Even with the “GOAT” on the right wing, PSG are still a project built around Neymar and Mbappé. Even new signing Achraf Hakimi is a more important long-term foundational piece than Messi. But what does that really mean? Messi will clearly not be an afterthought, that would be a dumb thing for me to write. But at 34, he can finally make that transition from being the be all end all, to the shepherd of the next generation. At Barcelona, Messi was and still is a footballing God. At PSG, he will be a major contributor to an ensemble cast of all-world talent. He won’t have to play every match (nor should he) and he won’t have to be brilliant every night (he won’t be). Messi will need to be what the wildly inconsistent Di Maria is at his peak powers, a game-changing winger with the ability to take over a match, but about 50 percent better than that and way more consistent.
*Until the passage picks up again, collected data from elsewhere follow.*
//! Role-based access decisions.

use crate::user::{Role, User};

/// Decides whether a user may access content gated by a required-role set.
///
/// Rules, applied in order:
/// - an absent user is never allowed;
/// - [`Role::Admin`] is allowed regardless of the set. This is the single
///   admin special case in the codebase; callers must not add their own;
/// - an empty set restricts nothing beyond being authenticated;
/// - otherwise the user's role must appear in the set.
///
/// Pure and deterministic: no I/O, no clock, no hidden state.
#[must_use]
pub fn is_allowed(user: Option<&User>, required_roles: &[Role]) -> bool {
    let Some(user) = user else {
        return false;
    };

    if user.role() == Role::Admin {
        return true;
    }

    if required_roles.is_empty() {
        return true;
    }

    required_roles.contains(&user.role())
}

#[cfg(test)]
mod tests {
    use proptest::prelude::*;

    use super::is_allowed;
    use crate::user::{Role, User, UserId};

    fn user_with_role(role: Role) -> User {
        let id = UserId::new("11").unwrap_or_else(|_| panic!("test id"));
        User::new(id, "Mina Park", "mina@example.com", role, "People Ops", None)
    }

    fn role_strategy() -> impl Strategy<Value = Role> {
        prop_oneof![
            Just(Role::Employee),
            Just(Role::Manager),
            Just(Role::Admin),
        ]
    }

    #[test]
    fn absent_user_is_never_allowed() {
        assert!(!is_allowed(None, &[]));
        assert!(!is_allowed(None, &[Role::Employee]));
        assert!(!is_allowed(None, Role::all()));
    }

    #[test]
    fn manager_follows_explicit_membership() {
        let manager = user_with_role(Role::Manager);
        assert!(is_allowed(Some(&manager), &[]));
        assert!(is_allowed(Some(&manager), &[Role::Manager]));
        assert!(!is_allowed(Some(&manager), &[Role::Employee]));
    }

    #[test]
    fn employee_cannot_enter_manager_views() {
        let employee = user_with_role(Role::Employee);
        assert!(!is_allowed(Some(&employee), &[Role::Admin, Role::Manager]));
        assert!(is_allowed(Some(&employee), &[Role::Employee]));
    }

    proptest! {
        #[test]
        fn admin_is_allowed_for_any_required_set(
            required in proptest::collection::vec(role_strategy(), 0..6)
        ) {
            let admin = user_with_role(Role::Admin);
            prop_assert!(is_allowed(Some(&admin), &required));
        }

        #[test]
        fn absent_user_is_denied_for_any_required_set(
            required in proptest::collection::vec(role_strategy(), 0..6)
        ) {
            prop_assert!(!is_allowed(None, &required));
        }

        #[test]
        fn non_admin_needs_membership_in_non_empty_sets(
            role in prop_oneof![Just(Role::Employee), Just(Role::Manager)],
            required in proptest::collection::vec(role_strategy(), 1..6)
        ) {
            let user = user_with_role(role);
            let decision = is_allowed(Some(&user), &required);
            prop_assert_eq!(decision, required.contains(&role));
        }
    }
}
//! Entry point invoked from a deterministic workflow step.
//!
//! ```text
//! workflow step
//!   └─ DurableHttpClient::execute(request, max_wait)
//!        ├─ CallExecutor::send(request)                  initial call
//!        └─ AsyncPollController::drive(...)              0..n polls
//!             ├─ DurableContext::delay(Retry-After | default)
//!             └─ CallExecutor::send(GET Location)
//! ```
//!
//! The client persists nothing itself. [`DurableHttpClient::call_step`]
//! adds a replay boundary on top of a [`StepHistory`]: a step that already
//! has a recorded outcome is answered from history without any network
//! call.

use std::sync::Arc;
use std::time::Duration;

use crate::codec::{HistoryCodec, JsonCodec};
use crate::config::{DurableHttpConfig, TimeoutPolicy};
use crate::context::{DurableContext, elapsed_since};
use crate::error::{DurableHttpError, TransportError};
use crate::executor::{CallExecutor, HttpTransport, ReqwestTransport};
use crate::history::StepHistory;
use crate::poll::AsyncPollController;
use crate::types::{DurableHttpRequest, HttpCallOutcome};

/// Composes the call executor and the poll controller.
#[derive(Clone)]
pub struct DurableHttpClient {
    executor: CallExecutor,
    poller: AsyncPollController,
    timeout_policy: TimeoutPolicy,
    default_max_wait: Duration,
    codec: Arc<dyn HistoryCodec>,
}

impl DurableHttpClient {
    /// Client backed by reqwest with the JSON history codec.
    pub fn from_config(config: &DurableHttpConfig) -> Result<Self, TransportError> {
        let transport = ReqwestTransport::new(config.request_timeout())?;
        Ok(Self::with_transport(config, Arc::new(transport)))
    }

    pub fn with_transport(config: &DurableHttpConfig, transport: Arc<dyn HttpTransport>) -> Self {
        let executor = CallExecutor::new(transport, config.user_agent.clone());
        let poller = AsyncPollController::new(executor.clone(), config.default_poll_interval())
            .with_header_exclusions(config.poll_header_exclusions.clone());
        Self {
            executor,
            poller,
            timeout_policy: config.timeout_policy,
            default_max_wait: config.default_max_wait(),
            codec: Arc::new(JsonCodec),
        }
    }

    pub fn with_codec(mut self, codec: Arc<dyn HistoryCodec>) -> Self {
        self.codec = codec;
        self
    }

    pub fn executor(&self) -> &CallExecutor {
        &self.executor
    }

    /// Perform the initial call and follow the asynchronous pattern until a
    /// terminal response or `max_wait` elapses on the durable clock.
    pub async fn execute(
        &self,
        ctx: &dyn DurableContext,
        request: &DurableHttpRequest,
        max_wait: Duration,
    ) -> Result<HttpCallOutcome, DurableHttpError> {
        let started_at = ctx.current_time();
        let cancel = ctx.cancellation();

        let initial = self.executor.send(request, &cancel).await?;
        let result = self
            .poller
            .drive(ctx, request, initial, started_at, max_wait)
            .await?;
        let elapsed = elapsed_since(ctx, started_at);

        if result.timed_out && self.timeout_policy == TimeoutPolicy::Fail {
            return Err(DurableHttpError::TimeoutExceeded {
                elapsed,
                last_response: Box::new(result.response),
            });
        }

        Ok(HttpCallOutcome {
            response: result.response,
            polls: result.polls,
            timed_out: result.timed_out,
            elapsed,
        })
    }

    /// [`execute`](Self::execute) with the configured default wait.
    pub async fn execute_default(
        &self,
        ctx: &dyn DurableContext,
        request: &DurableHttpRequest,
    ) -> Result<HttpCallOutcome, DurableHttpError> {
        self.execute(ctx, request, self.default_max_wait).await
    }

    /// Run `request` as logical step `step_id`, at most once.
    ///
    /// Replays return the recorded outcome. Failures are not recorded, so a
    /// failed step is re-issued with the same inputs on the next attempt.
    pub async fn call_step(
        &self,
        ctx: &dyn DurableContext,
        history: &dyn StepHistory,
        step_id: &str,
        request: &DurableHttpRequest,
        max_wait: Duration,
    ) -> Result<HttpCallOutcome, DurableHttpError> {
        if let Some(payload) = history
            .load(step_id)
            .await
            .map_err(DurableHttpError::History)?
        {
            tracing::debug!(step_id, "replaying recorded durable http outcome");
            return Ok(self.codec.decode_outcome(&payload)?);
        }

        let outcome = self.execute(ctx, request, max_wait).await?;
        let payload = self.codec.encode_outcome(&outcome)?;
        history
            .record(step_id, payload)
            .await
            .map_err(DurableHttpError::History)?;
        Ok(outcome)
    }
}

impl std::fmt::Debug for DurableHttpClient {
    fn fmt(&self, f: &mut std::fmt::Formatter<'_>) -> std::fmt::Result {
        f.debug_struct("DurableHttpClient")
            .field("executor", &self.executor)
            .field("poller", &self.poller)
            .field("timeout_policy", &self.timeout_policy)
            .field("default_max_wait", &self.default_max_wait)
            .finish_non_exhaustive()
    }
}
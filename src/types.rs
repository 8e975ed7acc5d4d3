//! Serializable request/response models for durable HTTP calls.
//!
//! The response model is the value recorded into durable history, so it
//! implements `Serialize` + `Deserialize` with the wire shape
//! `{"statusCode": u16, "headers": {name: [values]}, "content": string}`.

use std::fmt;
use std::sync::Arc;
use std::time::Duration;

use reqwest::Method;
use serde::de::{MapAccess, Visitor};
use serde::ser::SerializeMap;
use serde::{Deserialize, Deserializer, Serialize, Serializer};
use url::Url;

use crate::error::DurableHttpError;
use crate::token::TokenSource;

// ---------------------------------------------------------------------------
// Headers
// ---------------------------------------------------------------------------

/// Ordered multi-valued header map.
///
/// Lookups are ASCII case-insensitive; the first spelling of a name is the
/// one kept for serialization. Repeated values are preserved in arrival
/// order and never concatenated.
#[derive(Debug, Clone, Default)]
pub struct HttpHeaders {
    entries: Vec<(String, Vec<String>)>,
}

impl HttpHeaders {
    pub fn new() -> Self {
        Self::default()
    }

    fn position(&self, name: &str) -> Option<usize> {
        self.entries
            .iter()
            .position(|(existing, _)| existing.eq_ignore_ascii_case(name))
    }

    /// Add a value, keeping any values already present for `name`.
    pub fn append(&mut self, name: impl Into<String>, value: impl Into<String>) {
        let name = name.into();
        match self.position(&name) {
            Some(idx) => self.entries[idx].1.push(value.into()),
            None => self.entries.push((name, vec![value.into()])),
        }
    }

    /// Replace every value of `name` with `value`.
    pub fn insert(&mut self, name: impl Into<String>, value: impl Into<String>) {
        let name = name.into();
        match self.position(&name) {
            Some(idx) => self.entries[idx].1 = vec![value.into()],
            None => self.entries.push((name, vec![value.into()])),
        }
    }

    pub fn get(&self, name: &str) -> Option<&str> {
        self.get_all(name).first().map(String::as_str)
    }

    pub fn get_all(&self, name: &str) -> &[String] {
        self.position(name)
            .map(|idx| self.entries[idx].1.as_slice())
            .unwrap_or(&[])
    }

    pub fn contains(&self, name: &str) -> bool {
        self.position(name).is_some()
    }

    pub fn remove(&mut self, name: &str) -> Option<Vec<String>> {
        self.position(name).map(|idx| self.entries.remove(idx).1)
    }

    /// Iterate `(name, values)` pairs in insertion order.
    pub fn iter(&self) -> impl Iterator<Item = (&str, &[String])> {
        self.entries
            .iter()
            .map(|(name, values)| (name.as_str(), values.as_slice()))
    }

    /// Number of distinct header names.
    pub fn len(&self) -> usize {
        self.entries.len()
    }

    pub fn is_empty(&self) -> bool {
        self.entries.is_empty()
    }
}

impl PartialEq for HttpHeaders {
    fn eq(&self, other: &Self) -> bool {
        self.len() == other.len()
            && self
                .iter()
                .all(|(name, values)| other.get_all(name) == values)
    }
}

impl Eq for HttpHeaders {}

impl<N: Into<String>, V: Into<String>> FromIterator<(N, V)> for HttpHeaders {
    fn from_iter<I: IntoIterator<Item = (N, V)>>(iter: I) -> Self {
        let mut headers = HttpHeaders::new();
        for (name, value) in iter {
            headers.append(name, value);
        }
        headers
    }
}

impl Serialize for HttpHeaders {
    fn serialize<S: Serializer>(&self, serializer: S) -> Result<S::Ok, S::Error> {
        let mut map = serializer.serialize_map(Some(self.entries.len()))?;
        for (name, values) in &self.entries {
            map.serialize_entry(name, values)?;
        }
        map.end()
    }
}

/// A header value on the wire: either a sequence or a single bare string.
#[derive(Deserialize)]
#[serde(untagged)]
enum HeaderValues {
    Many(Vec<String>),
    One(String),
}

impl<'de> Deserialize<'de> for HttpHeaders {
    fn deserialize<D: Deserializer<'de>>(deserializer: D) -> Result<Self, D::Error> {
        struct HeadersVisitor;

        impl<'de> Visitor<'de> for HeadersVisitor {
            type Value = HttpHeaders;

            fn expecting(&self, f: &mut fmt::Formatter<'_>) -> fmt::Result {
                f.write_str("a map of header names to a string or a sequence of strings")
            }

            fn visit_map<A: MapAccess<'de>>(self, mut access: A) -> Result<Self::Value, A::Error> {
                let mut headers = HttpHeaders::new();
                while let Some((name, values)) = access.next_entry::<String, HeaderValues>()? {
                    match values {
                        HeaderValues::Many(values) => {
                            for value in values {
                                headers.append(name.clone(), value);
                            }
                        }
                        HeaderValues::One(value) => headers.append(name, value),
                    }
                }
                Ok(headers)
            }
        }

        deserializer.deserialize_map(HeadersVisitor)
    }
}

// ---------------------------------------------------------------------------
// Request model
// ---------------------------------------------------------------------------

/// Request payload with its media type.
#[derive(Debug, Clone, PartialEq, Eq, Serialize, Deserialize)]
#[serde(rename_all = "camelCase")]
pub struct RequestBody {
    pub content: String,
    pub content_type: String,
}

impl RequestBody {
    pub fn new(content: impl Into<String>, content_type: impl Into<String>) -> Self {
        Self {
            content: content.into(),
            content_type: content_type.into(),
        }
    }

    pub fn json(content: impl Into<String>) -> Self {
        Self::new(content, "application/json")
    }
}

/// An outbound call issued from a durable workflow step.
///
/// `method` and `uri` are fixed at construction. The token source is a
/// shared capability and is never serialized; a fresh `Authorization`
/// header is computed for every physical call without touching the model.
#[derive(Clone, Serialize, Deserialize)]
#[serde(rename_all = "camelCase")]
pub struct DurableHttpRequest {
    #[serde(with = "method_serde")]
    method: Method,
    uri: Url,
    #[serde(default)]
    headers: HttpHeaders,
    #[serde(default, skip_serializing_if = "Option::is_none")]
    body: Option<RequestBody>,
    #[serde(skip)]
    token_source: Option<Arc<dyn TokenSource>>,
    #[serde(default = "default_async_pattern")]
    asynchronous_pattern_enabled: bool,
}

fn default_async_pattern() -> bool {
    true
}

impl DurableHttpRequest {
    /// Build a request against an absolute URI.
    pub fn new(method: Method, uri: &str) -> Result<Self, DurableHttpError> {
        let uri = Url::parse(uri)
            .map_err(|e| DurableHttpError::InvalidRequest(format!("`{uri}` is not an absolute URI: {e}")))?;
        Ok(Self::from_url(method, uri))
    }

    pub fn get(uri: &str) -> Result<Self, DurableHttpError> {
        Self::new(Method::GET, uri)
    }

    pub fn post(uri: &str) -> Result<Self, DurableHttpError> {
        Self::new(Method::POST, uri)
    }

    /// `Url` is always absolute, so no further validation is needed.
    pub fn from_url(method: Method, uri: Url) -> Self {
        Self {
            method,
            uri,
            headers: HttpHeaders::new(),
            body: None,
            token_source: None,
            asynchronous_pattern_enabled: true,
        }
    }

    pub fn with_header(mut self, name: impl Into<String>, value: impl Into<String>) -> Self {
        self.headers.append(name, value);
        self
    }

    pub fn with_headers(mut self, headers: HttpHeaders) -> Self {
        self.headers = headers;
        self
    }

    pub fn with_body(mut self, body: RequestBody) -> Self {
        self.body = Some(body);
        self
    }

    pub fn with_token_source(mut self, token_source: Arc<dyn TokenSource>) -> Self {
        self.token_source = Some(token_source);
        self
    }

    /// Opt out of 202/Location polling; the first response is returned as-is.
    pub fn with_asynchronous_pattern(mut self, enabled: bool) -> Self {
        self.asynchronous_pattern_enabled = enabled;
        self
    }

    pub fn method(&self) -> &Method {
        &self.method
    }

    pub fn uri(&self) -> &Url {
        &self.uri
    }

    pub fn headers(&self) -> &HttpHeaders {
        &self.headers
    }

    pub fn body(&self) -> Option<&RequestBody> {
        self.body.as_ref()
    }

    pub fn token_source(&self) -> Option<&Arc<dyn TokenSource>> {
        self.token_source.as_ref()
    }

    pub fn asynchronous_pattern_enabled(&self) -> bool {
        self.asynchronous_pattern_enabled
    }
}

impl fmt::Debug for DurableHttpRequest {
    fn fmt(&self, f: &mut fmt::Formatter<'_>) -> fmt::Result {
        f.debug_struct("DurableHttpRequest")
            .field("method", &self.method)
            .field("uri", &self.uri.as_str())
            .field("headers", &self.headers)
            .field("body", &self.body)
            .field("token_source", &self.token_source.is_some())
            .field("asynchronous_pattern_enabled", &self.asynchronous_pattern_enabled)
            .finish()
    }
}

mod method_serde {
    use reqwest::Method;
    use serde::{Deserialize, Deserializer, Serializer};

    pub fn serialize<S: Serializer>(method: &Method, serializer: S) -> Result<S::Ok, S::Error> {
        serializer.serialize_str(method.as_str())
    }

    pub fn deserialize<'de, D: Deserializer<'de>>(deserializer: D) -> Result<Method, D::Error> {
        let raw = String::deserialize(deserializer)?;
        Method::from_bytes(raw.to_ascii_uppercase().as_bytes()).map_err(serde::de::Error::custom)
    }
}

// ---------------------------------------------------------------------------
// Response model
// ---------------------------------------------------------------------------

/// Captured HTTP response. This is the value written to durable history.
#[derive(Debug, Clone, PartialEq, Eq, Serialize, Deserialize)]
#[serde(rename_all = "camelCase")]
pub struct DurableHttpResponse {
    pub status_code: u16,
    #[serde(default)]
    pub headers: HttpHeaders,
    #[serde(default)]
    pub content: String,
}

impl DurableHttpResponse {
    pub fn new(status_code: u16) -> Self {
        Self {
            status_code,
            headers: HttpHeaders::new(),
            content: String::new(),
        }
    }

    pub fn with_header(mut self, name: impl Into<String>, value: impl Into<String>) -> Self {
        self.headers.append(name, value);
        self
    }

    pub fn with_content(mut self, content: impl Into<String>) -> Self {
        self.content = content.into();
        self
    }

    pub fn is_success(&self) -> bool {
        (200..300).contains(&self.status_code)
    }
}

/// Net result of one durable call: the final response plus how it was
/// reached.
#[derive(Debug, Clone, PartialEq, Eq, Serialize, Deserialize)]
#[serde(rename_all = "camelCase")]
pub struct HttpCallOutcome {
    pub response: DurableHttpResponse,
    /// Number of follow-up polls issued after the initial call.
    pub polls: u32,
    /// Set when the poll loop stopped at the wait deadline rather than on a
    /// terminal response.
    pub timed_out: bool,
    /// Durable-clock time spent between the initial call and the outcome.
    #[serde(with = "duration_millis")]
    pub elapsed: Duration,
}

impl HttpCallOutcome {
    pub fn into_response(self) -> DurableHttpResponse {
        self.response
    }
}

mod duration_millis {
    use std::time::Duration;

    use serde::{Deserialize, Deserializer, Serializer};

    pub fn serialize<S: Serializer>(value: &Duration, serializer: S) -> Result<S::Ok, S::Error> {
        serializer.serialize_u64(u64::try_from(value.as_millis()).unwrap_or(u64::MAX))
    }

    pub fn deserialize<'de, D: Deserializer<'de>>(deserializer: D) -> Result<Duration, D::Error> {
        u64::deserialize(deserializer).map(Duration::from_millis)
    }
}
Neymar will still take most of the dribbles, although the two close friends will take turns torturing defenses. Mbappé will score most of the goals. It will be Messi’s job to help unlock those two by drawing attention and bodies away from them. In recent years, PSG’s offense has been bogged down when teams are able to throw defenders in waves at PSG’s top stars, not allowing them to generate attacks and penetrate the 18-yard box. With Messi around, that strategy will be much less successful. And being the critical but not central key that helps unlock the nearly unlimited potential of PSG’s offense will be a role that Messi will embrace.
And I would be remised if I didn’t mention the boatloads of cash PSG are about to make on merchandise, jerseys, re-negotiating sponsorship deals, signing new sponsorship deals, and single-handedly saving Ligue 1’s TV rights, among other things. The possibility of Neymar, Messi, and Mbappe (don’t think this doesn’t change the calculus on his big decision) all being PSG players at the 2022 FIFA World Cup in Qatar is the kind of marketing coup that only the most ambitious savant could have cooked up. Even without the Champions League trophy to solidify it, PSG has won football. They are the undisputed top dog of European football.
This must come as such a shock to the fans who nearly watched Paris get relegated in the team’s nadir. But here we are, here we all are. The masterpiece has been painted, and the ambitions of the Qatari ownership, Nasser Al-Khelaifi, and Leonardo have been fully realized. An enigmatic Brazilian, a confident Frenchman, and a mild-mannered Argentinian will walk onto a pitch together, unlike anything we’ve ever seen before, or probably ever will again. Three human beings on the precipice of something hardly imaginable, humanity reaching as close to sporting divinity as it possibly can. L’Equipe de Reve, only it’s real.